CONSCIENCE makes cowards of us? Tut! It is health, physique, the state of the nerves and the condition of the liver, the size of the heart and the average of red corpuscles in the blood, the amount of gray matter in the brain and the harmony or confusion of the pattern wherein the molecules run—these are the things which either lift us into the serene regions of confidence or plunge us into the turbid depths of fear. A criminal of robust physical constitution will face detection with his wits clear and his nerve unshaken; an innocent accused, whose material is as a broken reed or juicy cabbage-stalk, stands selfaccused by fear, already condemned because his heart is weak, and sure of execution because his brain is confused. No; conscience, independent of organization, has not much to do with cowardice, and the torment of fear has as little connection with innocence.

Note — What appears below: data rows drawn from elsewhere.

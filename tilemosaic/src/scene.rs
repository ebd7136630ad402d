use crate::canvas_transform::CanvasTransform;
use crate::error::{MosaicError, Result};
use crate::tile::{Tile, TileId};
use crate::tile_group::{GroupId, TileGroup};
use nalgebra::Point2;
use std::collections::HashMap;
use std::fmt;
use std::fs::File;
use std::io::{BufReader, BufWriter};
use std::path::Path;

/// The four families of learnable parameters. Each family has its own optimizer and
/// learning rate schedule.
#[derive(Debug, Clone, Copy, PartialEq, Eq, Hash)]
pub enum ParamFamily {
    Color,
    Delta,
    Angle,
    Translation,
}

impl ParamFamily {
    pub const ALL: [ParamFamily; 4] = [
        ParamFamily::Color,
        ParamFamily::Delta,
        ParamFamily::Angle,
        ParamFamily::Translation,
    ];

    pub fn name(self) -> &'static str {
        match self {
            ParamFamily::Color => "color",
            ParamFamily::Delta => "delta",
            ParamFamily::Angle => "angle",
            ParamFamily::Translation => "translation",
        }
    }
}

impl fmt::Display for ParamFamily {
    fn fmt(&self, f: &mut fmt::Formatter<'_>) -> fmt::Result {
        f.write_str(self.name())
    }
}

/// Materialized geometry of one tile, ready for the renderer.
#[derive(Debug, Clone, PartialEq)]
pub struct ShapeArgs {
    pub id: TileId,
    pub points: [Point2<f32>; 4],
}

/// Materialized appearance of one group, ready for the renderer.
#[derive(Debug, Clone, PartialEq)]
pub struct GroupArgs {
    pub id: GroupId,
    /// Positions into [`SceneArgs::shapes`].
    pub shape_indices: Vec<usize>,
    pub fill: [f32; 4],
    pub shape_to_canvas: CanvasTransform,
}

/// Renderer input derived from a [`Scene`]. It holds no learnable state; it is rebuilt
/// from the current parameter values for every render.
#[derive(Debug, Clone, PartialEq)]
pub struct SceneArgs {
    pub width: u32,
    pub height: u32,
    pub shapes: Vec<ShapeArgs>,
    pub groups: Vec<GroupArgs>,
}

/// Ordered tiles and their groups on a fixed-size canvas.
///
/// In this application every group colors exactly one tile and `tiles[i]` pairs with
/// `groups[i]`. Memberships reference permanent [`TileId`]s, so taking a tile out and
/// putting it back never requires renumbering the other groups.
#[derive(Debug, Clone, PartialEq)]
pub struct Scene {
    pub width: u32,
    pub height: u32,
    tiles: Vec<Tile>,
    groups: Vec<TileGroup>,
    next_tile_id: u32,
    next_group_id: u32,
}

impl Scene {
    /// Creates an empty scene.
    pub fn new(width: u32, height: u32) -> Self {
        Scene {
            width,
            height,
            tiles: Vec::new(),
            groups: Vec::new(),
            next_tile_id: 0,
            next_group_id: 0,
        }
    }

    /// Builds a scene from existing tiles and groups, e.g. after loading them from disk.
    pub fn from_parts(width: u32, height: u32, tiles: Vec<Tile>, groups: Vec<TileGroup>) -> Result<Self> {
        if tiles.len() != groups.len() {
            return Err(MosaicError::SceneMismatch {
                tiles: tiles.len(),
                groups: groups.len(),
            });
        }
        let next_tile_id = tiles.iter().map(|t| t.id.0 + 1).max().unwrap_or(0);
        let next_group_id = groups.iter().map(|g| g.id.0 + 1).max().unwrap_or(0);
        Ok(Scene {
            width,
            height,
            tiles,
            groups,
            next_tile_id,
            next_group_id,
        })
    }

    /// Appends a tile together with the single-member group that colors it, assigning
    /// fresh ids to both. The `id` and `members` passed in are overwritten.
    ///
    /// # Examples
    /// ```
    /// # use tilemosaic::scene::Scene;
    /// # use tilemosaic::tile::{Tile, TileId};
    /// # use tilemosaic::tile_group::{GroupId, TileGroup};
    /// let mut scene = Scene::new(32, 32);
    /// let tile = Tile::new(TileId(0), [0.0, 0.0], [8.0, 8.0]);
    /// let group = TileGroup::new(GroupId(0), vec![], [1.0, 0.0, 0.0, 1.0], false);
    /// let (a, _) = scene.push(tile.clone(), group.clone());
    /// let (b, _) = scene.push(tile, group);
    /// assert_ne!(a, b);
    /// assert_eq!(scene.groups()[1].members, vec![b]);
    /// ```
    pub fn push(&mut self, mut tile: Tile, mut group: TileGroup) -> (TileId, GroupId) {
        let tile_id = TileId(self.next_tile_id);
        let group_id = GroupId(self.next_group_id);
        self.next_tile_id += 1;
        self.next_group_id += 1;
        tile.id = tile_id;
        group.id = group_id;
        group.members = vec![tile_id];
        self.tiles.push(tile);
        self.groups.push(group);
        (tile_id, group_id)
    }

    pub fn len(&self) -> usize {
        self.tiles.len()
    }

    pub fn is_empty(&self) -> bool {
        self.tiles.is_empty()
    }

    pub fn tiles(&self) -> &[Tile] {
        &self.tiles
    }

    pub fn groups(&self) -> &[TileGroup] {
        &self.groups
    }

    pub fn tile_mut(&mut self, index: usize) -> &mut Tile {
        &mut self.tiles[index]
    }

    pub fn group_mut(&mut self, index: usize) -> &mut TileGroup {
        &mut self.groups[index]
    }

    /// Takes the tile and group at `index` out of the scene. Memberships of the
    /// remaining groups are untouched.
    pub fn remove_at(&mut self, index: usize) -> (Tile, TileGroup) {
        let tile = self.tiles.remove(index);
        let group = self.groups.remove(index);
        (tile, group)
    }

    /// Puts a tile and group back at `index`, the exact inverse of [`Scene::remove_at`].
    pub fn insert_at(&mut self, index: usize, tile: Tile, group: TileGroup) {
        self.tiles.insert(index, tile);
        self.groups.insert(index, group);
    }

    /// Derives renderer input from the current parameters.
    ///
    /// Member ids that no longer refer to a tile in the scene are dropped, and groups
    /// left without any member are skipped.
    pub fn assemble(&self) -> SceneArgs {
        let positions: HashMap<TileId, usize> = self
            .tiles
            .iter()
            .enumerate()
            .map(|(i, t)| (t.id, i))
            .collect();

        let shapes = self
            .tiles
            .iter()
            .map(|t| ShapeArgs {
                id: t.id,
                points: t.corner_points(),
            })
            .collect();

        let groups = self
            .groups
            .iter()
            .filter_map(|g| {
                let shape_indices: Vec<usize> = g
                    .members
                    .iter()
                    .filter_map(|id| positions.get(id).copied())
                    .collect();
                if shape_indices.is_empty() {
                    return None;
                }
                Some(GroupArgs {
                    id: g.id,
                    shape_indices,
                    fill: g.fill_color(),
                    shape_to_canvas: g.canvas_transform(),
                })
            })
            .collect();

        SceneArgs {
            width: self.width,
            height: self.height,
            shapes,
            groups,
        }
    }

    /// Number of scalar parameters in `family`.
    pub fn param_count(&self, family: ParamFamily) -> usize {
        match family {
            ParamFamily::Color => self.groups.iter().map(|g| g.color_channels()).sum(),
            ParamFamily::Delta => self.tiles.len() * 2,
            ParamFamily::Angle => self.groups.len(),
            ParamFamily::Translation => self.groups.len() * 2,
        }
    }

    /// Flattens the parameters of `family` in scene order.
    pub fn parameters(&self, family: ParamFamily) -> Vec<f32> {
        let mut out = Vec::with_capacity(self.param_count(family));
        match family {
            ParamFamily::Color => {
                for g in &self.groups {
                    out.extend_from_slice(&g.color[..g.color_channels()]);
                }
            }
            ParamFamily::Delta => {
                for t in &self.tiles {
                    out.extend_from_slice(&t.delta);
                }
            }
            ParamFamily::Angle => out.extend(self.groups.iter().map(|g| g.angle)),
            ParamFamily::Translation => {
                for g in &self.groups {
                    out.extend_from_slice(&g.translation);
                }
            }
        }
        out
    }

    /// Writes back a flattened parameter vector produced by [`Scene::parameters`].
    pub fn set_parameters(&mut self, family: ParamFamily, values: &[f32]) -> Result<()> {
        let expected = self.param_count(family);
        if values.len() != expected {
            return Err(MosaicError::ParameterLength {
                family: family.name(),
                expected,
                actual: values.len(),
            });
        }
        match family {
            ParamFamily::Color => {
                let mut offset = 0;
                for g in &mut self.groups {
                    let n = g.color_channels();
                    g.color[..n].copy_from_slice(&values[offset..offset + n]);
                    offset += n;
                }
            }
            ParamFamily::Delta => {
                for (t, v) in self.tiles.iter_mut().zip(values.chunks_exact(2)) {
                    t.delta = [v[0], v[1]];
                }
            }
            ParamFamily::Angle => {
                for (g, v) in self.groups.iter_mut().zip(values) {
                    g.angle = *v;
                }
            }
            ParamFamily::Translation => {
                for (g, v) in self.groups.iter_mut().zip(values.chunks_exact(2)) {
                    g.translation = [v[0], v[1]];
                }
            }
        }
        Ok(())
    }

    /// Sets a single scalar of `family` at its flat `index`.
    pub fn set_parameter(&mut self, family: ParamFamily, index: usize, value: f32) {
        match family {
            ParamFamily::Color => {
                let mut offset = 0;
                for g in &mut self.groups {
                    let n = g.color_channels();
                    if index < offset + n {
                        g.color[index - offset] = value;
                        return;
                    }
                    offset += n;
                }
            }
            ParamFamily::Delta => self.tiles[index / 2].delta[index % 2] = value,
            ParamFamily::Angle => self.groups[index].angle = value,
            ParamFamily::Translation => self.groups[index / 2].translation[index % 2] = value,
        }
    }

    /// Persists tiles and groups to two JSON files.
    pub fn save(&self, tiles_path: impl AsRef<Path>, groups_path: impl AsRef<Path>) -> Result<()> {
        serde_json::to_writer(BufWriter::new(File::create(tiles_path)?), &self.tiles)?;
        serde_json::to_writer(BufWriter::new(File::create(groups_path)?), &self.groups)?;
        Ok(())
    }

    /// Reads tiles and groups written by [`Scene::save`].
    pub fn load(
        width: u32,
        height: u32,
        tiles_path: impl AsRef<Path>,
        groups_path: impl AsRef<Path>,
    ) -> Result<Self> {
        let tiles: Vec<Tile> = serde_json::from_reader(BufReader::new(File::open(tiles_path)?))?;
        let groups: Vec<TileGroup> = serde_json::from_reader(BufReader::new(File::open(groups_path)?))?;
        Scene::from_parts(width, height, tiles, groups)
    }
}

#[cfg(test)]
mod tests {
    use super::*;

    fn three_tile_scene() -> Scene {
        let mut scene = Scene::new(64, 64);
        for i in 0..3 {
            let tile = Tile::new(TileId(0), [i as f32 * 16.0, 0.0], [14.0, 14.0]);
            let group = TileGroup::new(GroupId(0), vec![], [0.1 * i as f32, 0.5, 0.5, 1.0], false);
            scene.push(tile, group);
        }
        scene
    }

    #[test]
    fn remove_and_insert_restore_scene_exactly() {
        let mut scene = three_tile_scene();
        scene.tile_mut(1).delta = [0.25, -0.5];
        let before = scene.clone();
        for i in 0..scene.len() {
            let (tile, group) = scene.remove_at(i);
            assert_eq!(scene.len(), 2);
            scene.insert_at(i, tile, group);
            assert_eq!(scene, before);
        }
    }

    #[test]
    fn assemble_resolves_members_to_current_positions() {
        let mut scene = three_tile_scene();
        let (_tile, _group) = scene.remove_at(0);
        let args = scene.assemble();
        assert_eq!(args.shapes.len(), 2);
        assert_eq!(args.groups[0].shape_indices, vec![0]);
        assert_eq!(args.groups[1].shape_indices, vec![1]);
        assert_eq!(args.groups[1].id, GroupId(2));
    }

    #[test]
    fn groups_without_members_are_not_rendered() {
        let mut scene = three_tile_scene();
        scene.group_mut(2).members = vec![TileId(99)];
        assert_eq!(scene.assemble().groups.len(), 2);
    }

    #[test]
    fn parameters_round_trip_through_flat_vectors() {
        let mut scene = three_tile_scene();
        scene.group_mut(1).transparent = true;
        for family in ParamFamily::ALL {
            let mut values = scene.parameters(family);
            assert_eq!(values.len(), scene.param_count(family));
            for (i, v) in values.iter_mut().enumerate() {
                *v = i as f32 * 0.01;
            }
            scene.set_parameters(family, &values).unwrap();
            assert_eq!(scene.parameters(family), values);
        }
        assert_eq!(scene.param_count(ParamFamily::Color), 10);
        assert_eq!(scene.groups()[1].color[3], 6.0f32 * 0.01);
    }

    #[test]
    fn set_parameter_matches_flat_layout() {
        let mut scene = three_tile_scene();
        scene.group_mut(0).transparent = true;
        scene.set_parameter(ParamFamily::Color, 4, 0.9);
        assert_eq!(scene.groups()[1].color[0], 0.9);
        scene.set_parameter(ParamFamily::Delta, 3, 2.0);
        assert_eq!(scene.tiles()[1].delta, [0.0, 2.0]);
        scene.set_parameter(ParamFamily::Translation, 5, -1.0);
        assert_eq!(scene.groups()[2].translation, [0.0, -1.0]);
    }

    #[test]
    fn wrong_parameter_length_is_rejected() {
        let mut scene = three_tile_scene();
        assert!(scene.set_parameters(ParamFamily::Angle, &[0.0; 2]).is_err());
    }

    #[test]
    fn save_and_load_round_trip() {
        let mut scene = three_tile_scene();
        scene.tile_mut(0).delta = [1.5, -0.125];
        scene.group_mut(2).angle = 0.3;
        scene.group_mut(2).translation = [0.01, 0.02];
        scene.group_mut(1).color = [0.123456, 0.5, 0.75, 1.0];
        scene.remove_at(1);

        let dir = std::env::temp_dir();
        let tiles_path = dir.join("tilemosaic_scene_tiles.json");
        let groups_path = dir.join("tilemosaic_scene_groups.json");
        scene.save(&tiles_path, &groups_path).unwrap();
        let loaded = Scene::load(64, 64, &tiles_path, &groups_path).unwrap();
        assert_eq!(loaded, scene);

        std::fs::remove_file(tiles_path).unwrap();
        std::fs::remove_file(groups_path).unwrap();
    }
}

Manifold are the pains and penalties of existence, and they are as heavy as they are numerous; but it is doubtful if all put together equal the exquisite torture given by fear alone. Think what that poor, dear, timid woman undergoes who nightly looks under her bed for the burglar she believes to be secreted there; who goes round the house after the servants are abed to see that all is safe, and that no ticket-of-leave man is profiting by his liberty to do her harm. With what a sense of dread she locks the doors of those dark, damp, underground places into which she dares not peer.

Ghosts and robbers—she turns the key on both with a quick throb and trembling hand, then beats a retreat with ever the same feeling of nameless terror, the same sensation of being followed by some vague horror, which she has not courage to turn round and confront. She feels safe only after she has looked under the bed, between the curtains, and into the wardrobe and cupboard of her bedroom; and then she bolts the door and gradually calms down into security and confidence. Night after night this torment is renewed, as unfailingly as that which the old bag inflicted on the merchant Abudah; but she would suffer more if she broke through her habit of inspection, for then she would hear housebreakers on the stairs all the livelong night, and ghosts would finish what burglars left undone.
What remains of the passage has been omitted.